Researchers from Universidad Politécnica de Madrid and Nicaraguan Institute of Territorial Studies predict with minor error rate the short- term Global Solar Irradiance (GSI) using Artificial Neural Networks (ANN).
The study, carried out by a team of researchers from Universidad Politécnica de Madrid (UPM) and Nicaraguan Institute of Territorial Studies (INETER), introduces a new methodology based on observations made in parallel by neighbouring sensors and values for different variables (temperature, humidity, pressure, wind and other estimates). Experiments were carried out using Artificial Neural Networks with different architectures and parameters in order to determine which of these generated the best predictions for the various time frames studied.
Results allowed researchers to develop models that predict short-term Global Solar Irradiance with error rates less than 20 percent. This can be useful for companies that manage both photovoltaic solar energy plants and solar thermal plants to estimate the production capacity of their installations.

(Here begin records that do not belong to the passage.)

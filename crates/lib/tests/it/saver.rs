use std::cell::Cell;
use std::fs;
use std::path::Path;
use std::rc::Rc;

use strata::backend::{self, Backend, BackendError, JsonBackend};
use strata::{resolver, saver, Config, Value};
use tempfile::TempDir;

use crate::helpers;

/// JSON backend that counts save calls.
struct CountingBackend {
    saves: Rc<Cell<usize>>,
}

impl Backend for CountingBackend {
    fn name(&self) -> &'static str {
        "cnt"
    }

    fn load(&self, path: &Path) -> Result<Value, BackendError> {
        JsonBackend.load(path)
    }

    fn save(&self, path: &Path, value: &Value) -> Result<(), BackendError> {
        self.saves.set(self.saves.get() + 1);
        JsonBackend.save(path, value)
    }
}

fn counting_setup() -> (helpers::TestEnv, Rc<Cell<usize>>) {
    let env = helpers::setup();
    let saves = Rc::new(Cell::new(0));
    backend::register(Rc::new(CountingBackend {
        saves: saves.clone(),
    }));
    (env, saves)
}

#[test]
fn test_mutations_coalesce_into_one_save() {
    let (_env, saves) = counting_setup();

    let cfg = Config::open("t.cnt");
    for i in 0..10 {
        cfg.set_value("k", i);
        cfg.sync();
    }

    assert!(saver::has_pending());
    assert_eq!(saver::dispatch_pending(), 1);
    assert_eq!(saves.get(), 1);
    assert_eq!(saver::dispatch_pending(), 0);
}

#[test]
fn test_no_op_write_stays_clean() {
    let (_env, saves) = counting_setup();

    let cfg = Config::open("t.cnt");
    cfg.set_value("k", 7);
    cfg.sync();
    saver::dispatch_pending();
    assert_eq!(saves.get(), 1);

    // Writing back the value already stored must not dirty the source.
    let existing = cfg.value("k", 0);
    cfg.set_value("k", existing);
    cfg.sync();
    assert!(!saver::has_pending());
    assert_eq!(saver::dispatch_pending(), 0);
    assert_eq!(saves.get(), 1);
}

#[test]
fn test_dirty_source_requeues_after_dispatch() {
    let (_env, saves) = counting_setup();

    let cfg = Config::open("t.cnt");
    cfg.set_value("k", 1);
    cfg.sync();
    saver::dispatch_pending();

    cfg.set_value("k", 2);
    cfg.sync();
    assert_eq!(saver::dispatch_pending(), 1);
    assert_eq!(saves.get(), 2);
}

#[test]
fn test_drop_of_original_cursor_schedules_save() {
    let (_env, saves) = counting_setup();

    {
        let cfg = Config::open("t.cnt");
        cfg.set_value("k", 1);
        // No explicit sync: dropping the original cursor schedules it.
    }
    assert!(saver::has_pending());
    saver::dispatch_pending();
    assert_eq!(saves.get(), 1);
}

#[test]
fn test_derived_cursor_drop_does_not_schedule() {
    let (_env, saves) = counting_setup();

    let cfg = Config::open("t.cnt");
    {
        let group = cfg.group("a");
        group.set_value("k", 1);
    }
    assert!(!saver::has_pending());
    assert_eq!(saves.get(), 0);

    cfg.sync();
    assert_eq!(saver::dispatch_pending(), 1);
    assert_eq!(saves.get(), 1);
}

#[test]
fn test_shutdown_flush() {
    let (env, saves) = counting_setup();

    let cfg = Config::open("t.cnt");
    cfg.set_value("k", "v");
    cfg.sync();

    saver::flush_all();
    assert_eq!(saves.get(), 1);
    assert!(env.user.path().join("t.cnt").exists());
}

#[test]
fn test_dirty_source_flushes_when_thread_ends() {
    let user = TempDir::new().unwrap();
    let system = TempDir::new().unwrap();
    let user_path = user.path().to_path_buf();
    let system_path = system.path().to_path_buf();

    std::thread::spawn(move || {
        resolver::install(Rc::new(resolver::StaticDirs::new(
            &user_path,
            &system_path,
        )));
        backend::register(Rc::new(JsonBackend));

        let cfg = Config::open("t.json");
        cfg.set_value("k", "v");
        // Neither sync nor dispatch: the cached source drops with the
        // thread and performs the last-chance flush.
    })
    .join()
    .unwrap();

    let raw = fs::read_to_string(user.path().join("t.json")).unwrap();
    assert!(raw.contains("v"));
}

A big challenge of modern society is the efficient use of natural resources and environmental impact minimization due to the increased demand and consumption of energy. Thus renewable energy, especially solar energy has become a long term solution with greater potential, more sustainable and less impact.
In particular, photovoltaic solar energy can be connected to the transport and distribution network but it requires that supply and demand for energy are adequately managed. Likewise the operators of solar energy systems need to know in advance the solar radiation that will receive their installations throughout all stages (planning, construction and subsequent operation). Therefore, the prediction of the Global Solar Irradiance (GSI) within a few hours and with the minor error rate possible is required to estimate the expected energy production.

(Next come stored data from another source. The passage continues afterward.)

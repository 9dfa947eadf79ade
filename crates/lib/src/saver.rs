//! Coalesced deferred saves.
//!
//! Cursor syncs do not write to disk directly: they post the dirty source
//! here, and the host's event loop drains the queue by calling
//! [`dispatch_pending`] once per turn — after its higher-priority work, so
//! pending UI and protocol events drain first. Each source carries a
//! "queued" bit that suppresses duplicate posts while one is in flight;
//! that bit is the whole coalescing mechanism.
//!
//! The queue holds weak references. A source dropped while queued has
//! already flushed itself in its destructor, and its stale queue entry
//! dispatches as a no-op. [`flush_all`] is the shutdown hook: it loops
//! until nothing is pending so no dirty source outlives the process.

use std::cell::RefCell;
use std::collections::VecDeque;
use std::rc::{Rc, Weak};

use crate::source::Source;

thread_local! {
    static QUEUE: RefCell<VecDeque<Weak<Source>>> = const { RefCell::new(VecDeque::new()) };
}

/// Enqueues a save for `source`. The caller has already checked and set
/// the queued bit, so one source never occupies two slots.
pub(crate) fn post(source: &Rc<Source>) {
    QUEUE.with(|queue| queue.borrow_mut().push_back(Rc::downgrade(source)));
}

/// True while saves are waiting for dispatch.
pub fn has_pending() -> bool {
    QUEUE.with(|queue| !queue.borrow().is_empty())
}

/// Dispatches every save posted before this call, in FIFO order, and
/// returns how many documents were written. Saves posted during dispatch
/// wait for the next turn. Failed saves are logged and swallowed; the
/// source stays dirty and re-queues on its next sync.
pub fn dispatch_pending() -> usize {
    let batch: Vec<Weak<Source>> =
        QUEUE.with(|queue| queue.borrow_mut().drain(..).collect());

    let mut saved = 0;
    for entry in batch {
        let Some(source) = entry.upgrade() else {
            // Dropped while queued; its destructor already flushed.
            continue;
        };

        source.clear_queued();
        if !source.is_dirty() {
            continue;
        }

        match source.sync() {
            Ok(()) => saved += 1,
            Err(err) => {
                tracing::error!(path = %source.file_name().display(), error = %err,
                    "background configuration save failed");
            }
        }
    }
    saved
}

/// Shutdown hook: drains the queue to completion, including saves posted
/// by the drain itself.
pub fn flush_all() {
    while has_pending() {
        dispatch_pending();
    }
}
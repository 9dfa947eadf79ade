//! AES-256-GCM crypto service.
//!
//! Encrypts the JSON encoding of a tree value under AES-256-GCM with a
//! fresh random nonce per value, and emits the nonce-prefixed ciphertext as
//! base64 text. Any scalar or container value can be marked secret, not
//! just strings.

use aes_gcm::{
    aead::{Aead, AeadCore, OsRng},
    Aes256Gcm, Key, KeyInit, Nonce,
};
use base64ct::{Base64, Encoding};

use super::CryptoService;
use crate::value::Value;

/// Nonce length for AES-GCM (12 bytes standard)
const NONCE_LENGTH: usize = 12;

/// [`CryptoService`] backed by AES-256-GCM.
pub struct AesGcmCrypto {
    cipher: Aes256Gcm,
}

impl AesGcmCrypto {
    /// Creates a service from a 32-byte key. Key derivation (from a
    /// passphrase, a keyring, hardware) is the host's affair.
    pub fn new(key: &[u8; 32]) -> Self {
        AesGcmCrypto {
            cipher: Aes256Gcm::new(Key::<Aes256Gcm>::from_slice(key)),
        }
    }
}

impl CryptoService for AesGcmCrypto {
    fn encrypt(&self, value: &Value) -> Value {
        let plaintext = match serde_json::to_vec(value) {
            Ok(bytes) => bytes,
            Err(err) => {
                tracing::warn!(error = %err, "cannot encode value for encryption");
                return Value::Null;
            }
        };

        let nonce = Aes256Gcm::generate_nonce(&mut OsRng);
        let ciphertext = match self.cipher.encrypt(&nonce, plaintext.as_ref()) {
            Ok(ciphertext) => ciphertext,
            Err(err) => {
                tracing::warn!(error = %err, "value encryption failed");
                return Value::Null;
            }
        };

        let mut raw = nonce.to_vec();
        raw.extend_from_slice(&ciphertext);
        Value::Text(Base64::encode_string(&raw))
    }

    fn decrypt(&self, value: &Value) -> Value {
        let Value::Text(encoded) = value else {
            return Value::Null;
        };

        let raw = match Base64::decode_vec(encoded) {
            Ok(raw) if raw.len() > NONCE_LENGTH => raw,
            _ => return Value::Null,
        };

        let (nonce, ciphertext) = raw.split_at(NONCE_LENGTH);
        let plaintext = match self.cipher.decrypt(Nonce::from_slice(nonce), ciphertext) {
            Ok(plaintext) => plaintext,
            Err(_) => return Value::Null,
        };

        serde_json::from_slice(&plaintext).unwrap_or(Value::Null)
    }
}
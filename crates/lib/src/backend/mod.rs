//! Format backends for configuration documents.
//!
//! A [`Backend`] is a pluggable codec that loads a whole document into a
//! tree [`Value`] and saves one back. The core is independent of the
//! concrete on-disk format; backends are registered in a process-wide
//! ordered list, and a source picks its backend by matching the file
//! extension against each backend's [`Backend::name`] tag. When the
//! extension is missing or unknown, the first-registered backend wins and
//! its tag is appended to the file name.
//!
//! The registry lives on the event-loop thread, like every other piece of
//! process-wide state in this crate.

use std::cell::RefCell;
use std::path::Path;
use std::rc::Rc;

use crate::value::Value;

mod errors;
pub mod json;

pub use errors::BackendError;
pub use json::JsonBackend;

/// Format codec for configuration documents.
///
/// Implementations must round-trip maps, lists, and whatever subset of the
/// scalar space the format can represent; the scalar pinning is the
/// backend's to document. `load` should prefer returning [`Value::Null`]
/// for a missing file and an error for a malformed one — the caller decides
/// whether absence is acceptable.
pub trait Backend {
    /// Lowercase file-extension tag identifying this backend, e.g. `"json"`.
    fn name(&self) -> &'static str;

    /// Loads the document at `path` into a tree value.
    fn load(&self, path: &Path) -> Result<Value, BackendError>;

    /// Saves a tree value as the whole document at `path`. Atomic
    /// write-temp-then-rename is preferred but not required.
    fn save(&self, path: &Path, value: &Value) -> Result<(), BackendError>;
}

thread_local! {
    static REGISTRY: RefCell<Vec<Rc<dyn Backend>>> = const { RefCell::new(Vec::new()) };
}

/// Appends a backend to the process-wide registry. Registration order is
/// significant: the first-registered backend is the default when extension
/// inference fails.
pub fn register(backend: Rc<dyn Backend>) {
    REGISTRY.with(|registry| registry.borrow_mut().push(backend));
}

/// Looks up a backend by its extension tag.
pub fn find(name: &str) -> Option<Rc<dyn Backend>> {
    REGISTRY.with(|registry| {
        registry
            .borrow()
            .iter()
            .find(|backend| backend.name() == name)
            .cloned()
    })
}

/// The first-registered backend, or [`BackendError::NoBackends`] when the
/// registry is empty.
pub fn default_backend() -> Result<Rc<dyn Backend>, BackendError> {
    REGISTRY.with(|registry| {
        registry
            .borrow()
            .first()
            .cloned()
            .ok_or(BackendError::NoBackends)
    })
}
use std::rc::Rc;

use strata::{backend, resolver};
use tempfile::TempDir;

/// Temporary user and system configuration roots for one test.
pub struct TestEnv {
    pub user: TempDir,
    pub system: TempDir,
}

/// Installs a resolver over two fresh temp directories and makes sure the
/// JSON backend is registered on this thread.
pub fn setup() -> TestEnv {
    let user = TempDir::new().expect("failed to create user config dir");
    let system = TempDir::new().expect("failed to create system config dir");

    resolver::install(Rc::new(resolver::StaticDirs::new(
        user.path(),
        system.path(),
    )));

    if backend::find("json").is_none() {
        backend::register(Rc::new(backend::JsonBackend));
    }

    TestEnv { user, system }
}
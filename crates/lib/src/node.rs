//! Shared configuration nodes.
//!
//! A [`Node`] is one cell of a loaded configuration tree: a map of named
//! children, a list of indexed children, a leaf scalar, or null. Nodes are
//! shared by reference count across every cursor that navigates into them;
//! the scheduling model is single-threaded, so plain `Rc` and `RefCell`
//! suffice. Trees are acyclic by construction (children never refer back to
//! ancestors), so reference cycles cannot occur.
//!
//! Every node carries a read-only flag fixed at construction. Children built
//! by navigation inherit the flag, and no operation mutates a read-only
//! node: navigating into a missing key of a read-only map yields nothing
//! instead of allocating a fresh null child.

use std::cell::RefCell;
use std::collections::BTreeMap;
use std::rc::Rc;

use crate::value::Value;

/// Shared handle to a configuration node.
pub type NodeRef = Rc<Node>;

/// The tag of a [`Node`]: which of the four shapes it currently holds.
#[derive(Debug, Clone, Copy, PartialEq, Eq)]
pub enum NodeType {
    /// String-keyed children
    Map,
    /// Densely packed indexed children
    List,
    /// Leaf value
    Scalar,
    /// Absent
    Null,
}

#[derive(Debug)]
enum NodeKind {
    Map(BTreeMap<String, NodeRef>),
    List(Vec<NodeRef>),
    Scalar(Value),
    Null,
}

/// One cell of a configuration tree.
///
/// Exactly one of the four shapes is inhabited at a time; converting between
/// shapes destroys the prior payload. Mutating operations are crate-internal
/// and are only ever applied to writable nodes — the cursor layer guarantees
/// that writes go through the top writable layer alone.
#[derive(Debug)]
pub struct Node {
    read_only: bool,
    kind: RefCell<NodeKind>,
}

impl Node {
    pub(crate) fn new(read_only: bool) -> NodeRef {
        Rc::new(Node {
            read_only,
            kind: RefCell::new(NodeKind::Null),
        })
    }

    /// Builds a node tree from a tree value. The read-only flag propagates
    /// to the entire subtree.
    pub fn from_value(value: &Value, read_only: bool) -> NodeRef {
        let kind = match value {
            Value::Null => NodeKind::Null,
            Value::Map(map) => NodeKind::Map(
                map.iter()
                    .map(|(key, child)| (key.clone(), Node::from_value(child, read_only)))
                    .collect(),
            ),
            Value::List(list) => NodeKind::List(
                list.iter()
                    .map(|child| Node::from_value(child, read_only))
                    .collect(),
            ),
            leaf => NodeKind::Scalar(leaf.clone()),
        };

        Rc::new(Node {
            read_only,
            kind: RefCell::new(kind),
        })
    }

    /// Materializes this subtree as a tree value for serialization.
    pub fn to_value(&self) -> Value {
        match &*self.kind.borrow() {
            NodeKind::Map(map) => Value::Map(
                map.iter()
                    .map(|(key, child)| (key.clone(), child.to_value()))
                    .collect(),
            ),
            NodeKind::List(list) => Value::List(list.iter().map(|child| child.to_value()).collect()),
            NodeKind::Scalar(value) => value.clone(),
            NodeKind::Null => Value::Null,
        }
    }

    /// Returns the current shape of this node.
    pub fn node_type(&self) -> NodeType {
        match &*self.kind.borrow() {
            NodeKind::Map(_) => NodeType::Map,
            NodeKind::List(_) => NodeType::List,
            NodeKind::Scalar(_) => NodeType::Scalar,
            NodeKind::Null => NodeType::Null,
        }
    }

    /// Returns true if this node (and therefore its subtree) is read-only.
    pub fn is_read_only(&self) -> bool {
        self.read_only
    }

    pub fn is_map(&self) -> bool {
        self.node_type() == NodeType::Map
    }

    pub fn is_list(&self) -> bool {
        self.node_type() == NodeType::List
    }

    pub fn is_scalar(&self) -> bool {
        self.node_type() == NodeType::Scalar
    }

    pub fn is_null(&self) -> bool {
        self.node_type() == NodeType::Null
    }

    /// Number of elements when this node is a list, 0 otherwise.
    pub fn array_size(&self) -> usize {
        match &*self.kind.borrow() {
            NodeKind::List(list) => list.len(),
            _ => 0,
        }
    }

    /// Read-path map navigation: the existing child, if this node is a map
    /// and the key is present. Never allocates.
    pub(crate) fn get_child(&self, key: &str) -> Option<NodeRef> {
        match &*self.kind.borrow() {
            NodeKind::Map(map) => map.get(key).cloned(),
            _ => None,
        }
    }

    /// Write-path map navigation: coerces this node to a map and inserts a
    /// null child if the key is absent. Caller must hold the only writable
    /// layer.
    pub(crate) fn ensure_child(&self, key: &str) -> NodeRef {
        debug_assert!(!self.read_only);

        let mut kind = self.kind.borrow_mut();
        if !matches!(*kind, NodeKind::Map(_)) {
            *kind = NodeKind::Map(BTreeMap::new());
        }
        match &mut *kind {
            NodeKind::Map(map) => map
                .entry(key.to_string())
                .or_insert_with(|| Node::new(self.read_only))
                .clone(),
            _ => unreachable!("node was just coerced to a map"),
        }
    }

    /// Read-path list navigation: the existing element, if this node is a
    /// list and the index is in range.
    pub(crate) fn get_index(&self, index: usize) -> Option<NodeRef> {
        match &*self.kind.borrow() {
            NodeKind::List(list) => list.get(index).cloned(),
            _ => None,
        }
    }

    /// Write-path list navigation: coerces this node to a list and grows it
    /// with null elements up to `index` inclusive.
    pub(crate) fn ensure_index(&self, index: usize) -> NodeRef {
        debug_assert!(!self.read_only);

        let mut kind = self.kind.borrow_mut();
        if !matches!(*kind, NodeKind::List(_)) {
            *kind = NodeKind::List(Vec::new());
        }
        match &mut *kind {
            NodeKind::List(list) => {
                while list.len() <= index {
                    list.push(Node::new(self.read_only));
                }
                list[index].clone()
            }
            _ => unreachable!("node was just coerced to a list"),
        }
    }

    /// Coerces the shape of a writable node, destroying the prior payload
    /// when the shape differs.
    pub(crate) fn convert(&self, target: NodeType) {
        debug_assert!(!self.read_only);

        if self.node_type() == target {
            return;
        }

        let mut kind = self.kind.borrow_mut();
        *kind = match target {
            NodeType::Map => NodeKind::Map(BTreeMap::new()),
            NodeType::List => NodeKind::List(Vec::new()),
            NodeType::Scalar => NodeKind::Scalar(Value::Null),
            NodeType::Null => NodeKind::Null,
        };
    }

    /// Stores `child` under `key`, reporting whether the stored value really
    /// changed. Equal old and new subtrees (by materialized tree value)
    /// leave the map untouched, which is what keeps no-op writes from
    /// dirtying the source.
    pub(crate) fn replace_child(&self, key: &str, child: NodeRef) -> bool {
        debug_assert!(!self.read_only);
        debug_assert!(self.is_map());

        let mut kind = self.kind.borrow_mut();
        let NodeKind::Map(map) = &mut *kind else {
            return false;
        };

        if let Some(existing) = map.get(key) {
            if existing.to_value() == child.to_value() {
                return false;
            }
        }
        map.insert(key.to_string(), child);
        true
    }

    /// Removes a map entry, reporting whether the key was present.
    pub(crate) fn remove_key(&self, key: &str) -> bool {
        debug_assert!(!self.read_only);
        debug_assert!(self.is_map());

        match &mut *self.kind.borrow_mut() {
            NodeKind::Map(map) => map.remove(key).is_some(),
            _ => false,
        }
    }

    /// Removes a list element, reporting whether the index was in range.
    pub(crate) fn remove_index(&self, index: usize) -> bool {
        debug_assert!(!self.read_only);
        debug_assert!(self.is_list());

        match &mut *self.kind.borrow_mut() {
            NodeKind::List(list) => {
                if index < list.len() {
                    list.remove(index);
                    true
                } else {
                    false
                }
            }
            _ => false,
        }
    }

    /// Yields each (key, child) pair when this node is a map. The callback
    /// must not navigate back into this node.
    pub(crate) fn iterate_map(&self, callback: &mut dyn FnMut(&str, &NodeRef)) {
        if let NodeKind::Map(map) = &*self.kind.borrow() {
            for (key, child) in map {
                callback(key, child);
            }
        }
    }
}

Various methods are known to estimate the Global Solar Irradiance such as numerical predictions based on locations and time complemented with diverse correction models, methods based on satellite images that record the cloudiness and estimate the losses in the ideal model, other models based on time series and others based on Artificial Intelligence. Each method has advantages and disadvantages. For instance, the satellite-based prediction has proved to be universal since it provides estimations for large geographical areas. However it has the drawback of the availability of such images for certain regions of the planet and the pre-processing of the images, among others.
In the case of predictions based on numerical methods, the dynamics of the atmosphere are estimated in a realistic way through the assimilation of data. However, they guarantee the general stability of the forecast on local meteorological events. So far, the methods based on Artificial Intelligence only use the endogenous input variables which are associated to the place of the prediction.

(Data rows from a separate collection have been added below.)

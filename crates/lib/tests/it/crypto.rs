use std::rc::Rc;

use strata::crypto::{self, AesGcmCrypto, CryptoService};
use strata::{saver, Config, Value, ValueFlags};

use crate::helpers;

/// Toy cipher that prefixes text with a marker; good enough to observe
/// which path a value travelled.
struct MarkerCrypto;

impl CryptoService for MarkerCrypto {
    fn encrypt(&self, value: &Value) -> Value {
        Value::Text(format!("##{}", value.as_text_or_empty()))
    }

    fn decrypt(&self, value: &Value) -> Value {
        match value.as_text().and_then(|text| text.strip_prefix("##")) {
            Some(rest) => Value::Text(rest.to_string()),
            None => Value::Null,
        }
    }
}

#[test]
fn test_crypted_values_store_the_encrypted_form() {
    let _env = helpers::setup();
    crypto::install(Rc::new(MarkerCrypto));

    let cfg = Config::open("secrets.json");
    cfg.set_value_with("p", "hi", ValueFlags::Crypted);

    // The stored tree holds the ciphertext.
    let root = cfg.root_value(Value::Null, ValueFlags::Normal);
    assert!(root.as_map().unwrap()["p"] == "##hi");
    assert!(cfg.value("p", "") == "##hi");

    // A crypted read recovers the plaintext.
    assert!(cfg.value_with("p", "", ValueFlags::Crypted) == "hi");
}

#[test]
fn test_plain_values_bypass_the_service() {
    let _env = helpers::setup();
    crypto::install(Rc::new(MarkerCrypto));

    let cfg = Config::open("secrets.json");
    cfg.set_value("p", "hi");
    assert!(cfg.value("p", "") == "hi");
}

#[test]
fn test_missing_crypted_value_yields_default() {
    let _env = helpers::setup();
    crypto::install(Rc::new(MarkerCrypto));

    let cfg = Config::open("secrets.json");
    assert!(cfg.value_with("absent", "d", ValueFlags::Crypted) == "d");
}

#[test]
fn test_no_service_is_identity() {
    let _env = helpers::setup();

    let cfg = Config::open("secrets.json");
    cfg.set_value_with("p", "hi", ValueFlags::Crypted);
    assert!(cfg.value_with("p", "", ValueFlags::Crypted) == "hi");
    assert!(cfg.value("p", "") == "hi");
}

#[test]
fn test_aes_crypted_values_round_trip_through_disk() {
    let env = helpers::setup();
    crypto::install(Rc::new(AesGcmCrypto::new(&[9; 32])));

    {
        let cfg = Config::open("secrets.json");
        cfg.set_value_with("token", "s3cret", ValueFlags::Crypted);
        cfg.sync();
    }
    saver::dispatch_pending();

    // The document on disk never contains the plaintext.
    let raw = std::fs::read_to_string(env.user.path().join("secrets.json")).unwrap();
    assert!(!raw.contains("s3cret"));

    let cfg = Config::open("secrets.json");
    assert!(cfg.value_with("token", "", ValueFlags::Crypted) == "s3cret");
}
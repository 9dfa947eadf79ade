//!
//! Strata: a layered hierarchical configuration store.
//! This library merges several backing documents into a single logical view
//! and defers persistence through a coalescing save path.
//!
//! ## Core Concepts
//!
//! * **Values (`value::Value`)**: The tree-shaped interchange form — maps,
//!   lists, and a small scalar space — exchanged between the core, format
//!   backends, and application code.
//! * **Nodes (`node::Node`)**: Reference-counted cells of a loaded tree,
//!   each carrying a read-only flag fixed at construction.
//! * **Sources (`source::Source`)**: One backing document each: file name,
//!   backend, root node, dirty bit, and modification stamp. Open sources
//!   are cached process-wide with an idle expiry.
//! * **Backends (`backend::Backend`)**: Pluggable format codecs registered
//!   in an ordered list; the file extension picks the codec, the first
//!   registration is the default. A JSON backend ships in the box.
//! * **Cursors (`config::Config`)**: The user-facing handle: group and
//!   array navigation over layered documents, first-layer-wins reads,
//!   writes through the single writable layer, and derived cursors that
//!   share nodes with their parent.
//! * **Saver (`saver`)**: Coalesces save requests and hands them to the
//!   host event loop; one dirty source never schedules two writes.
//!
//! The whole store runs on one event-loop thread: no locks, non-atomic
//! reference counting, and process-wide state held in thread-locals. The
//! host drives deferred saves by calling [`saver::dispatch_pending`] once
//! per loop turn and [`saver::flush_all`] at shutdown.

pub mod backend;
pub mod config;
pub mod crypto;
mod level;
pub mod node;
pub mod resolver;
pub mod saver;
pub mod source;
pub mod value;

pub use config::{Config, ValueFlags};
pub use source::Source;
pub use value::Value;

/// Result type used throughout the library.
pub type Result<T> = std::result::Result<T, Error>;

/// Common error type for the library.
#[non_exhaustive]
#[derive(Debug, thiserror::Error)]
pub enum Error {
    #[error("I/O error: {0}")]
    Io(#[from] std::io::Error),

    /// Structured errors from format backends
    #[error(transparent)]
    Backend(#[from] backend::BackendError),
}

impl Error {
    /// Check if this error originated in a format backend.
    pub fn is_backend_error(&self) -> bool {
        matches!(self, Error::Backend(_))
    }

    /// Check if this error is I/O related.
    pub fn is_io_error(&self) -> bool {
        match self {
            Error::Io(_) => true,
            Error::Backend(backend_err) => backend_err.is_io_error(),
        }
    }

    /// Check if this error is a parse/serialize failure rather than I/O.
    pub fn is_format_error(&self) -> bool {
        match self {
            Error::Backend(backend_err) => backend_err.is_format_error(),
            _ => false,
        }
    }
}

The study carried out by UPM and INETER researchers focused on the hypothesis that it was possible to improve the short-term forecast of the Global Solar Irradiance through the generation of models based on Artificial Neural Networks using up to 900 inputs that show the evolution of variables in a nearby spatial–temporal context.
The image above is a simplified representation of one of the models developed to predict the Global Solar Irradiance in the future using as input data the registered observations (space-time) at the selected areas (from “A” to “J” in the graph). We can see that each location provides 9 different variables.
The research results show the capacity of the developed models based on Artificial Neural Networks to identify both linear and non-linear relationships among the different variables. Researchers say “this has allowed us to predict the short-term Global Solar Irradiance with a significant forecast skill and Normalized Root Mean Square Error less than 20 percent compared to the rest of models based on Artificial Neural Networks. Besides, the developed methods have allowed us to identify a relationship among the predictions via a sliding window of time of 1-3 hours and 4-6 hours regarding the reference distance of 55km (image represented with a blue circle). This can lead to a research line to use diverse reference distances for different prediction slider windows”.
These results have diverse applications, for instance, on companies that manage both photovoltaic solar energy plants and solar thermal plants to estimate the production capacity of their installations as current legislation requires and the operators of national electrical systems. Both examples can use these methods to achieve their goals more efficiently: maximize return on investment and adjust the curve of demand and supply.